WORK ORDER: Below are entries; print them exactly from the first line through the one containing "fn expand_includes(sql: &str)".

AVAILABLE DATA:
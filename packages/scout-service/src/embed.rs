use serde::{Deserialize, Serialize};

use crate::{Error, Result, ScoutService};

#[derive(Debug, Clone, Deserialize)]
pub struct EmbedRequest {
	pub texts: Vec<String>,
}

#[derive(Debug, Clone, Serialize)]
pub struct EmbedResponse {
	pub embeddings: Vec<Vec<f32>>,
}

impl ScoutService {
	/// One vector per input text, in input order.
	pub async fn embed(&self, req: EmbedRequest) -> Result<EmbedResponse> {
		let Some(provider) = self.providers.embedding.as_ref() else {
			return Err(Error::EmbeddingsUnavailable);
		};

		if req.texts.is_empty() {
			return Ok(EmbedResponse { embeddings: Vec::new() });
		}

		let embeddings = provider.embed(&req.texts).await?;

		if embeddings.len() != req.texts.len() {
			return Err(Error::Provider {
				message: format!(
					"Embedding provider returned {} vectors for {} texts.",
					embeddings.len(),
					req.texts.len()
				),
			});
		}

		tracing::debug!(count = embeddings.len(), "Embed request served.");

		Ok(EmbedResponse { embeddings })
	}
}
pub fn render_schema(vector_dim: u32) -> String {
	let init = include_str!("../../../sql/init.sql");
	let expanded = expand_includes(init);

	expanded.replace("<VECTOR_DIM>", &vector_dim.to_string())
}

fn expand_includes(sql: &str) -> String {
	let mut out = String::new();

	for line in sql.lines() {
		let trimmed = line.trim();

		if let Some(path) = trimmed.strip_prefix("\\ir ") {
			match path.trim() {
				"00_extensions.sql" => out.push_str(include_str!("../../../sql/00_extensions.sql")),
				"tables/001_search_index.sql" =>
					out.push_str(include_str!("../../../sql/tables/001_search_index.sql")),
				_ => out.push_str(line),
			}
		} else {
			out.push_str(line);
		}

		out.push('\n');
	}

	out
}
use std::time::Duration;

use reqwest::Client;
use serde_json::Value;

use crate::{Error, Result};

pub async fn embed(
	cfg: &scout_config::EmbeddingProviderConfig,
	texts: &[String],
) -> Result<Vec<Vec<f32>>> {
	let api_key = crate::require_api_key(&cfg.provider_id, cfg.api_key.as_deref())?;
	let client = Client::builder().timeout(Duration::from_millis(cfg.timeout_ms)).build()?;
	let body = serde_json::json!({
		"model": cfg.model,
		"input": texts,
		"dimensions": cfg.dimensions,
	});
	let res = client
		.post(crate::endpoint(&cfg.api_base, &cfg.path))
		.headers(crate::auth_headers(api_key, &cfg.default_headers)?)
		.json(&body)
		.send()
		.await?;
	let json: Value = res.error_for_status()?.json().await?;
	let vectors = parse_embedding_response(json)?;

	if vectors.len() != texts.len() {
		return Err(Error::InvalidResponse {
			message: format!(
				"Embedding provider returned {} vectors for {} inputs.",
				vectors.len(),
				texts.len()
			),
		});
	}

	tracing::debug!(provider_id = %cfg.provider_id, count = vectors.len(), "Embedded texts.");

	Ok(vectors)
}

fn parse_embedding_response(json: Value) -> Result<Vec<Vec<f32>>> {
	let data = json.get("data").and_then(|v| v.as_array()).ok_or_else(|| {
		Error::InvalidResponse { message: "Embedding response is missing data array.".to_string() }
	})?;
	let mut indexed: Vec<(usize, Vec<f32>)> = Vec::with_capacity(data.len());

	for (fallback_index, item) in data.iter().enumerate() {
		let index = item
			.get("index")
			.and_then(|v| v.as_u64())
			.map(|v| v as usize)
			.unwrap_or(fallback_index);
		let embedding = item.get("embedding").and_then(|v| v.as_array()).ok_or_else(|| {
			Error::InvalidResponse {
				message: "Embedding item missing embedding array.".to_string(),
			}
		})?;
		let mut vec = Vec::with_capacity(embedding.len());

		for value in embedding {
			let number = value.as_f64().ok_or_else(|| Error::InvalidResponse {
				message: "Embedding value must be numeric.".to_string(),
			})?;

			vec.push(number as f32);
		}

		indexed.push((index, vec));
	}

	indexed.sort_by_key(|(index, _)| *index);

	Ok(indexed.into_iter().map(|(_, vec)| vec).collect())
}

ANSWER TO THIS PROBLEM:
filename packages/scout-service/src/embed.rs
use serde::{Deserialize, Serialize};

use crate::{Error, Result, ScoutService};

#[derive(Debug, Clone, Deserialize)]
pub struct EmbedRequest {
	pub texts: Vec<String>,
}

#[derive(Debug, Clone, Serialize)]
pub struct EmbedResponse {
	pub embeddings: Vec<Vec<f32>>,
}

impl ScoutService {
	/// One vector per input text, in input order.
	pub async fn embed(&self, req: EmbedRequest) -> Result<EmbedResponse> {
		let Some(provider) = self.providers.embedding.as_ref() else {
			return Err(Error::EmbeddingsUnavailable);
		};

		if req.texts.is_empty() {
			return Ok(EmbedResponse { embeddings: Vec::new() });
		}

		let embeddings = provider.embed(&req.texts).await?;

		if embeddings.len() != req.texts.len() {
			return Err(Error::Provider {
				message: format!(
					"Embedding provider returned {} vectors for {} texts.",
					embeddings.len(),
					req.texts.len()
				),
			});
		}

		tracing::debug!(count = embeddings.len(), "Embed request served.");

		Ok(EmbedResponse { embeddings })
	}
}
pub fn render_schema(vector_dim: u32) -> String {
	let init = include_str!("../../../sql/init.sql");
	let expanded = expand_includes(init);

	expanded.replace("<VECTOR_DIM>", &vector_dim.to_string())
}

fn expand_includes(sql: &str) -> String {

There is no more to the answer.